Looks good. recapture is getting pretty annoying.

 

How do you install it for cscart? Is it an addon?

[remoteone]

Update,  !!!
CleanTalk has stuffed our website,  so I dont recommend installing just yet.

Still trying to figure out the issue.
If you do try it,  check website operation  thoughourly before purchasing CleanTalk!

[remoteone]

Ive now disabled CleanTalk until a fix is found.

 

To disable the plugin please delete strings after //Cleantalk on the start and on the end of every index.php file on your site.

Disappointing that it broke our website,  given what it promises to achieve.
Its not an addon,  but needs to be uploaded to the website root folder ,  then run the install script. There are plug-ins for other carts so it would be a good project for an addon dev I think.
I have a support ticket open with CleanTalk.. so will report back on the outcome.

[poppedweb]

The best way to mitigate spam is to just accept that its there and design your application in such a way that the caused load doesnt matter.

 

What we found to be the biggest burden is price monitoring companies. They crawl your website every 5 minutes or so to see if your price changes. Even though it is illegal, they maintain to do their unnoticed practices. The best way to check for this is to look for recurring IP addresses at certain intervals. 

 

But take my word for it, spam is by far not your biggest concern.

[remoteone]

@poppedweb
I very much disagree with your first comment as I feel you've overlooked the benefit of being able to disable all captcha.

 

Regarding the burden of price monitoring crawlers:
I had not considered this.. which raises the question as to whether there is an CSC addon to detect and block these?
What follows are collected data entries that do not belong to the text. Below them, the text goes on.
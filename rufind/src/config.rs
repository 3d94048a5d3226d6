use config::{Config as ConfigBuilder, ConfigError, File};
use serde::{Deserialize, Serialize};
use std::num::NonZeroUsize;
use std::path::{Path, PathBuf};

/// Defaults for search invocations, loadable from config files.
///
/// Configuration can come from multiple locations, in order of precedence:
/// 1. Custom config file specified via `--config`
/// 2. Local `.rufind.yaml` in the current directory
/// 3. Global `$HOME/.config/rufind/config.yaml`
///
/// The configuration uses YAML format. Example:
/// ```yaml
/// # Root directory to search in
/// root: "."
///
/// # Directory names to skip during traversal
/// ignore_dirs:
///   - ".git"
///   - ".venv"
///
/// # Case-insensitive content matching
/// case_insensitive: false
///
/// # Matcher thread count (default: CPU cores)
/// thread_count: 4
///
/// # Log level (trace, debug, info, warn, error)
/// log_level: "warn"
/// ```
///
/// CLI arguments take precedence over config file values; the merge is
/// performed by the front end. Combining a config with the pattern
/// arguments via [`SearchConfig::request`] produces a [`SearchRequest`].
#[derive(Debug, Clone, Serialize, Deserialize)]
pub struct SearchConfig {
    /// Root directory to start the search from
    #[serde(default = "default_root")]
    pub root: PathBuf,

    /// Directory base names excluded from traversal, applied before descent
    #[serde(default = "default_ignore_dirs")]
    pub ignore_dirs: Vec<String>,

    /// Whether content matching ignores case
    #[serde(default)]
    pub case_insensitive: bool,

    /// Number of matcher threads
    /// Defaults to the number of CPU cores if not specified
    #[serde(default = "default_thread_count")]
    pub thread_count: NonZeroUsize,

    /// Log level (trace, debug, info, warn, error)
    #[serde(default = "default_log_level")]
    pub log_level: String,
}

fn default_root() -> PathBuf {
    PathBuf::from(".")
}

fn default_ignore_dirs() -> Vec<String> {
    vec![".git".to_string(), ".venv".to_string()]
}

fn default_thread_count() -> NonZeroUsize {
    NonZeroUsize::new(num_cpus::get().max(1)).unwrap()
}

fn default_log_level() -> String {
    "warn".to_string()
}

impl Default for SearchConfig {
    fn default() -> Self {
        Self {
            root: default_root(),
            ignore_dirs: default_ignore_dirs(),
            case_insensitive: false,
            thread_count: default_thread_count(),
            log_level: default_log_level(),
        }
    }
}

impl SearchConfig {
    /// Loads configuration from the default locations
    pub fn load() -> Result<Self, ConfigError> {
        Self::load_from(None)
    }

    /// Loads configuration from a specific file, falling back to the
    /// default locations for anything it does not set
    pub fn load_from(config_path: Option<&Path>) -> Result<Self, ConfigError> {
        let mut builder = ConfigBuilder::builder();

        let config_files = [
            // Global config
            dirs::config_dir().map(|p| p.join("rufind/config.yaml")),
            // Local config
            Some(PathBuf::from(".rufind.yaml")),
            // Custom config
            config_path.map(PathBuf::from),
        ];

        for path in config_files.iter().flatten() {
            if path.exists() {
                builder = builder.add_source(File::from(path.as_path()));
            }
        }

        builder.build()?.try_deserialize()
    }

    /// Builds a request from these defaults and the pattern arguments
    pub fn request(
        &self,
        name_pattern: impl Into<String>,
        content_pattern: Option<String>,
    ) -> SearchRequest {
        SearchRequest {
            root: self.root.clone(),
            name_pattern: name_pattern.into(),
            content_pattern,
            ignore_dirs: self.ignore_dirs.clone(),
            case_insensitive: self.case_insensitive,
        }
    }
}

/// One search invocation. Immutable once handed to the engine.
///
/// `name_pattern` is interpreted as a shell glob if it contains any of
/// `* ? [ ]` and as an unanchored regex otherwise; the interpretation is
/// decided once when the pattern is compiled, not per file.
#[derive(Debug, Clone)]
pub struct SearchRequest {
    /// Root directory to search under
    pub root: PathBuf,
    /// File-name pattern (glob or regex)
    pub name_pattern: String,
    /// Optional regex applied to file contents
    pub content_pattern: Option<String>,
    /// Directory base names pruned before descent
    pub ignore_dirs: Vec<String>,
    /// Whether content matching ignores case
    pub case_insensitive: bool,
}

impl SearchRequest {
    /// Creates a request with the default ignore set and case-sensitive
    /// content matching
    pub fn new(root: impl Into<PathBuf>, name_pattern: impl Into<String>) -> Self {
        Self {
            root: root.into(),
            name_pattern: name_pattern.into(),
            content_pattern: None,
            ignore_dirs: default_ignore_dirs(),
            case_insensitive: false,
        }
    }

    pub fn with_content_pattern(mut self, pattern: impl Into<String>) -> Self {
        self.content_pattern = Some(pattern.into());
        self
    }

    pub fn with_ignore_dirs(mut self, dirs: Vec<String>) -> Self {
        self.ignore_dirs = dirs;
        self
    }

    pub fn case_insensitive(mut self, yes: bool) -> Self {
        self.case_insensitive = yes;
        self
    }
}

#[cfg(test)]
mod tests {
    use super::*;
    use std::fs::File;
    use std::io::Write;
    use tempfile::tempdir;

    #[test]
    fn test_load_config_file() {
        let dir = tempdir().unwrap();
        let config_path = dir.path().join("config.yaml");
        let config_content = r#"
            root: "src"
            ignore_dirs: ["node_modules", ".git"]
            case_insensitive: true
            thread_count: 4
            log_level: "debug"
        "#;

        let mut file = File::create(&config_path).unwrap();
        file.write_all(config_content.as_bytes()).unwrap();

        let config = SearchConfig::load_from(Some(&config_path)).unwrap();
        assert_eq!(config.root, PathBuf::from("src"));
        assert_eq!(
            config.ignore_dirs,
            vec!["node_modules".to_string(), ".git".to_string()]
        );
        assert!(config.case_insensitive);
        assert_eq!(config.thread_count, NonZeroUsize::new(4).unwrap());
        assert_eq!(config.log_level, "debug");
    }

    #[test]
    fn test_default_values() {
        let dir = tempdir().unwrap();
        let config_path = dir.path().join("config.yaml");
        let mut file = File::create(&config_path).unwrap();
        file.write_all(b"root: \".\"\n").unwrap();

        let config = SearchConfig::load_from(Some(&config_path)).unwrap();
        assert_eq!(config.root, PathBuf::from("."));
        assert_eq!(
            config.ignore_dirs,
            vec![".git".to_string(), ".venv".to_string()]
        );
        assert!(!config.case_insensitive);
        assert_eq!(config.log_level, "warn");
    }

    #[test]
    fn test_invalid_config() {
        let config_content = r#"
            root: []  # Should be string
            thread_count: "invalid"  # Should be number
        "#;

        let dir = tempdir().unwrap();
        let config_path = dir.path().join("config.yaml");
        let mut file = File::create(&config_path).unwrap();
        file.write_all(config_content.as_bytes()).unwrap();

        let result = SearchConfig::load_from(Some(&config_path));
        assert!(result.is_err(), "Expected error loading invalid config");
    }

    #[test]
    fn test_request_from_config() {
        let config = SearchConfig {
            root: PathBuf::from("/tmp"),
            ignore_dirs: vec!["target".to_string()],
            case_insensitive: true,
            ..SearchConfig::default()
        };

        let request = config.request("*.rs", Some("TODO".to_string()));
        assert_eq!(request.root, PathBuf::from("/tmp"));
        assert_eq!(request.name_pattern, "*.rs");
        assert_eq!(request.content_pattern.as_deref(), Some("TODO"));
        assert_eq!(request.ignore_dirs, vec!["target".to_string()]);
        assert!(request.case_insensitive);
    }

    #[test]
    fn test_request_builder() {
        let request = SearchRequest::new("/tmp", "*.log")
            .with_content_pattern("error")
            .with_ignore_dirs(vec![".git".to_string()])
            .case_insensitive(true);

        assert_eq!(request.root, PathBuf::from("/tmp"));
        assert_eq!(request.content_pattern.as_deref(), Some("error"));
        assert_eq!(request.ignore_dirs, vec![".git".to_string()]);
        assert!(request.case_insensitive);
    }
}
On a VPS,  I wonder if fail2ban or similar could be configured to detect these,  but for csc on a shared server,  any code would need to be under the CSC folder. Any suggestions?

[kogi]

But take my word for it, spam is by far not your biggest concern.

 

 

It is my biggest annoyance. If captcha is not turned on for contact  us forms, a lot of bot spam comes through

[Flow]

The best way to mitigate spam is to just accept that its there and design your application in such a way that the caused load doesnt matter.

 

 

 

It's really quite annoying if you have to delete 30 spam reviews per day (we have about 6, with google recaptcha turned on - if I turn it off this jumps to 100s).

[poppedweb]

It's really quite annoying if you have to delete 30 spam reviews per day (we have about 6, with google recaptcha turned on - if I turn it off this jumps to 100s).

 

There is a multitude of strategies you can deploy to mitigate such attacks, the simplest one being a simple e-mail check. Another one is implementing it so that only registered users can write a review and only about the products they bought. Unregistered users could receive an email with a token that corresponds to their order to also write a review.

 

Then there is the classical IP range detector which groups reviews so that if spam is detected, you can easily delete it.

 

There are many smart ways to make handling with spam much easier. Most of the time these require some sort of investment, but you should never hinder your customer.

[poppedweb]

@poppedweb
I very much disagree with your first comment as I feel you've overlooked the benefit of being able to disable all captcha.

 

Regarding the burden of price monitoring crawlers:
I had not considered this.. which raises the question as to whether there is an CSC addon to detect and block these?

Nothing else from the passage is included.